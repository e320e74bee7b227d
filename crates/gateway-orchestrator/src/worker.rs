//! Bounded-concurrency task executor (spec.md §4.A).
//!
//! Grounded in the teacher's `agent::event_bus::EventBus` task-tracking idiom
//! — a `tokio::task::JoinSet` owned behind a mutex so spawned work can be
//! drained on shutdown — generalized here from "fire and forget observer
//! notifications" into a full submit/await/batch/drain worker pool fed by a
//! bounded `mpsc` channel.

use futures::FutureExt;
use std::future::Future;
use std::panic::AssertUnwindSafe;
use std::pin::Pin;
use std::sync::atomic::{AtomicBool, AtomicU64, Ordering};
use std::sync::Arc;
use std::time::{Duration, Instant};
use tokio::sync::{mpsc, oneshot, Mutex as TokioMutex};
use tokio::task::JoinSet;

pub type BoxedTask = Pin<Box<dyn Future<Output = TaskOutcome> + Send>>;

#[derive(Debug, Clone)]
pub enum TaskOutcome {
    Ok(serde_json::Value),
    Failed(String),
    Panicked(String),
}

/// One unit of work submitted to the pool (spec.md §3 Task).
pub struct Task {
    pub id: String,
    pub timeout: Option<Duration>,
    pub work: BoxedTask,
}

impl Task {
    pub fn new(id: impl Into<String>, timeout: Option<Duration>, work: BoxedTask) -> Self {
        Self { id: id.into(), timeout, work }
    }
}

/// Terminal result for a submitted task; exactly one is produced per task
/// (spec.md §3 Task invariant).
#[derive(Debug, Clone)]
pub struct TaskResult {
    pub task_id: String,
    pub outcome: TaskOutcome,
    pub started_at: Instant,
    pub finished_at: Instant,
}

#[derive(Debug, thiserror::Error)]
pub enum WorkerPoolError {
    #[error("worker pool queue is full")]
    Rejected,
    #[error("worker pool is not running")]
    NotRunning,
    #[error("task cancelled before completion")]
    Cancelled,
}

#[derive(Debug, Default)]
pub struct WorkerPoolMetrics {
    pub queued: AtomicU64,
    pub active: AtomicU64,
    pub completed: AtomicU64,
    pub failed: AtomicU64,
    total_latency_ms: AtomicU64,
}

impl WorkerPoolMetrics {
    pub fn average_latency_ms(&self) -> f64 {
        let completed = self.completed.load(Ordering::Relaxed);
        if completed == 0 {
            return 0.0;
        }
        self.total_latency_ms.load(Ordering::Relaxed) as f64 / completed as f64
    }
}

struct Envelope {
    task: Task,
    reply: Option<oneshot::Sender<TaskResult>>,
}

/// Fixed pool of N workers reading from one shared bounded channel
/// (spec.md §4.A "Algorithm").
pub struct WorkerPool {
    sender: mpsc::Sender<Envelope>,
    running: Arc<AtomicBool>,
    metrics: Arc<WorkerPoolMetrics>,
    workers: TokioMutex<JoinSet<()>>,
}

impl WorkerPool {
    pub fn new(worker_count: usize, queue_size: usize) -> Arc<Self> {
        let (sender, receiver) = mpsc::channel(queue_size);
        let running = Arc::new(AtomicBool::new(true));
        let metrics = Arc::new(WorkerPoolMetrics::default());
        let receiver = Arc::new(TokioMutex::new(receiver));

        let mut workers = JoinSet::new();
        for _ in 0..worker_count.max(1) {
            workers.spawn(worker_loop(receiver.clone(), running.clone(), metrics.clone()));
        }

        Arc::new(Self {
            sender,
            running,
            metrics,
            workers: TokioMutex::new(workers),
        })
    }

    pub fn metrics(&self) -> &WorkerPoolMetrics {
        &self.metrics
    }

    /// Non-blocking; fails immediately if the queue is full or the pool has
    /// been shut down (spec.md §4.A contract).
    pub fn submit(&self, task: Task) -> Result<(), WorkerPoolError> {
        if !self.running.load(Ordering::Acquire) {
            return Err(WorkerPoolError::NotRunning);
        }
        self.metrics.queued.fetch_add(1, Ordering::Relaxed);
        self.sender
            .try_send(Envelope { task, reply: None })
            .map_err(|e| {
                self.metrics.queued.fetch_sub(1, Ordering::Relaxed);
                match e {
                    mpsc::error::TrySendError::Full(_) => WorkerPoolError::Rejected,
                    mpsc::error::TrySendError::Closed(_) => WorkerPoolError::NotRunning,
                }
            })
    }

    /// Blocks until the task completes or `cancel` resolves first.
    pub async fn submit_wait(
        &self,
        task: Task,
        cancel: impl Future<Output = ()>,
    ) -> Result<TaskResult, WorkerPoolError> {
        if !self.running.load(Ordering::Acquire) {
            return Err(WorkerPoolError::NotRunning);
        }
        let (tx, rx) = oneshot::channel();
        self.metrics.queued.fetch_add(1, Ordering::Relaxed);
        self.sender
            .send(Envelope { task, reply: Some(tx) })
            .await
            .map_err(|_| WorkerPoolError::NotRunning)?;

        tokio::select! {
            result = rx => result.map_err(|_| WorkerPoolError::Cancelled),
            _ = cancel => Err(WorkerPoolError::Cancelled),
        }
    }

    /// Submits every task and returns a channel that closes once all of them
    /// have produced a terminal result (spec.md §4.A `SubmitBatch`).
    pub fn submit_batch(self: &Arc<Self>, tasks: Vec<Task>) -> mpsc::Receiver<TaskResult> {
        let (tx, rx) = mpsc::channel(tasks.len().max(1));
        for task in tasks {
            let pool = self.clone();
            let tx = tx.clone();
            tokio::spawn(async move {
                if let Ok(result) = pool.submit_wait(task, std::future::pending()).await {
                    let _ = tx.send(result).await;
                }
            });
        }
        rx
    }

    /// Stops accepting new tasks, waits up to `grace` for in-flight work to
    /// finish, then aborts whatever remains (spec.md §4.A `Shutdown`).
    pub async fn shutdown(&self, grace: Duration) {
        self.running.store(false, Ordering::Release);
        let mut workers = self.workers.lock().await;
        let deadline = tokio::time::sleep(grace);
        tokio::pin!(deadline);
        loop {
            tokio::select! {
                joined = workers.join_next() => {
                    if joined.is_none() {
                        break;
                    }
                }
                _ = &mut deadline => {
                    workers.abort_all();
                    break;
                }
            }
        }
    }
}

async fn worker_loop(
    receiver: Arc<TokioMutex<mpsc::Receiver<Envelope>>>,
    running: Arc<AtomicBool>,
    metrics: Arc<WorkerPoolMetrics>,
) {
    loop {
        let envelope = {
            let mut receiver = receiver.lock().await;
            receiver.recv().await
        };
        let Some(Envelope { task, reply }) = envelope else {
            break;
        };
        metrics.queued.fetch_sub(1, Ordering::Relaxed);
        metrics.active.fetch_add(1, Ordering::Relaxed);

        let started_at = Instant::now();
        let outcome = run_with_timeout_and_panic_recovery(task.work, task.timeout).await;
        let finished_at = Instant::now();

        metrics.active.fetch_sub(1, Ordering::Relaxed);
        match &outcome {
            TaskOutcome::Ok(_) => {
                metrics.completed.fetch_add(1, Ordering::Relaxed);
            }
            TaskOutcome::Failed(_) | TaskOutcome::Panicked(_) => {
                metrics.failed.fetch_add(1, Ordering::Relaxed);
            }
        }
        metrics
            .total_latency_ms
            .fetch_add(finished_at.duration_since(started_at).as_millis() as u64, Ordering::Relaxed);

        if let Some(reply) = reply {
            let _ = reply.send(TaskResult { task_id: task.id, outcome, started_at, finished_at });
        }

        if !running.load(Ordering::Acquire) {
            // Keep draining what's already queued; the pool's `shutdown`
            // controls how long we're given to do so.
        }
    }
}

/// Runs `work`, recovering a panic into `TaskOutcome::Panicked` and applying
/// `timeout` if set (spec.md §4.A "On task panic, the worker recovers...").
async fn run_with_timeout_and_panic_recovery(work: BoxedTask, timeout: Option<Duration>) -> TaskOutcome {
    let guarded = AssertUnwindSafe(work).catch_unwind();
    let run = async {
        match guarded.await {
            Ok(outcome) => outcome,
            Err(panic) => {
                let message = panic_message(&panic);
                TaskOutcome::Panicked(message)
            }
        }
    };

    match timeout {
        Some(d) => tokio::time::timeout(d, run)
            .await
            .unwrap_or_else(|_| TaskOutcome::Failed("task timed out".to_string())),
        None => run.await,
    }
}

fn panic_message(panic: &(dyn std::any::Any + Send)) -> String {
    if let Some(s) = panic.downcast_ref::<&str>() {
        s.to_string()
    } else if let Some(s) = panic.downcast_ref::<String>() {
        s.clone()
    } else {
        "worker task panicked".to_string()
    }
}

_Task details_:
Retype exactly the span of lines from the one with "work can be" through the one with "pub fn average_latency_ms(&self)"; include both ends and omit the rest of the material.

_Problem solution_:
//! — a `tokio::task::JoinSet` owned behind a mutex so spawned work can be
//! drained on shutdown — generalized here from "fire and forget observer
//! notifications" into a full submit/await/batch/drain worker pool fed by a
//! bounded `mpsc` channel.

use futures::FutureExt;
use std::future::Future;
use std::panic::AssertUnwindSafe;
use std::pin::Pin;
use std::sync::atomic::{AtomicBool, AtomicU64, Ordering};
use std::sync::Arc;
use std::time::{Duration, Instant};
use tokio::sync::{mpsc, oneshot, Mutex as TokioMutex};
use tokio::task::JoinSet;

pub type BoxedTask = Pin<Box<dyn Future<Output = TaskOutcome> + Send>>;

#[derive(Debug, Clone)]
pub enum TaskOutcome {
    Ok(serde_json::Value),
    Failed(String),
    Panicked(String),
}

/// One unit of work submitted to the pool (spec.md §3 Task).
pub struct Task {
    pub id: String,
    pub timeout: Option<Duration>,
    pub work: BoxedTask,
}

impl Task {
    pub fn new(id: impl Into<String>, timeout: Option<Duration>, work: BoxedTask) -> Self {
        Self { id: id.into(), timeout, work }
    }
}

/// Terminal result for a submitted task; exactly one is produced per task
/// (spec.md §3 Task invariant).
#[derive(Debug, Clone)]
pub struct TaskResult {
    pub task_id: String,
    pub outcome: TaskOutcome,
    pub started_at: Instant,
    pub finished_at: Instant,
}

#[derive(Debug, thiserror::Error)]
pub enum WorkerPoolError {
    #[error("worker pool queue is full")]
    Rejected,
    #[error("worker pool is not running")]
    NotRunning,
    #[error("task cancelled before completion")]
    Cancelled,
}

#[derive(Debug, Default)]
pub struct WorkerPoolMetrics {
    pub queued: AtomicU64,
    pub active: AtomicU64,
    pub completed: AtomicU64,
    pub failed: AtomicU64,
    total_latency_ms: AtomicU64,
}

impl WorkerPoolMetrics {
    pub fn average_latency_ms(&self) -> f64 {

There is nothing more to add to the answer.